_PROBLEM_.
Give the number of lines in the records below that include "from", and nothing more.

• • •

//! Background extraction pipeline.
//!
//! This module provides:
//! - Application configuration (config.json)
//! - Job and event queues between the GUI and the worker
//! - Bounded retry with exponential backoff for overload failures
//! - The sequential extraction worker thread
//! - Re-ordering of finished races before they are merged

pub mod config;
pub mod queue;
pub mod retry;
pub mod runner;
pub mod sequencer;
pub mod worker;

pub use config::{AppConfig, get_config, init_config};
pub use queue::{RaceJob, WorkerEvent};
pub use retry::RetryPolicy;
pub use runner::{Assignment, Pipeline, PollOutcome, assign_race_numbers};
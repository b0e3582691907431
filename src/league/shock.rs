//! Shock-event log: which team took the shock in each race.

use serde::{Deserialize, Serialize};
use std::collections::BTreeMap;

use super::race::RaceNumber;

/// Sparse race → team mapping. At most one team per race.
#[derive(Clone, Debug, Default, PartialEq, Serialize, Deserialize)]
pub struct ShockLog {
    entries: BTreeMap<u8, String>,
}

impl ShockLog {
    /// Toggles a team's shock for a race.
    ///
    /// The same team again clears the race; another team replaces it.
    pub fn toggle(&self, race: RaceNumber, team: &str) -> ShockLog {
        let mut entries = self.entries.clone();
        if entries.get(&race.get()).map(String::as_str) == Some(team) {
            entries.remove(&race.get());
        } else {
            entries.insert(race.get(), team.to_string());
        }
        ShockLog { entries }
    }

    pub fn get(&self, race: RaceNumber) -> Option<&str> {
        self.entries.get(&race.get()).map(String::as_str)
    }

    pub fn is_shocked(&self, race: RaceNumber, team: &str) -> bool {
        self.get(race) == Some(team)
    }

    /// Number of races in which `team` took the shock.
    pub fn count_for(&self, team: &str) -> usize {
        self.entries.values().filter(|t| t.as_str() == team).count()
    }

    /// Rewrites every entry recorded under `from` to `to`.
    pub fn relabel(&self, from: &str, to: &str) -> ShockLog {
        let entries = self
            .entries
            .iter()
            .map(|(race, team)| {
                let team = if team == from { to } else { team.as_str() };
                (*race, team.to_string())
            })
            .collect();
        ShockLog { entries }
    }

    pub fn iter(&self) -> impl Iterator<Item = (RaceNumber, &str)> {
        self.entries
            .iter()
            .filter_map(|(race, team)| RaceNumber::new(*race).map(|r| (r, team.as_str())))
    }

    pub fn is_empty(&self) -> bool {
        self.entries.is_empty()
    }
}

• • •

_WORKED SOLUTION_.
3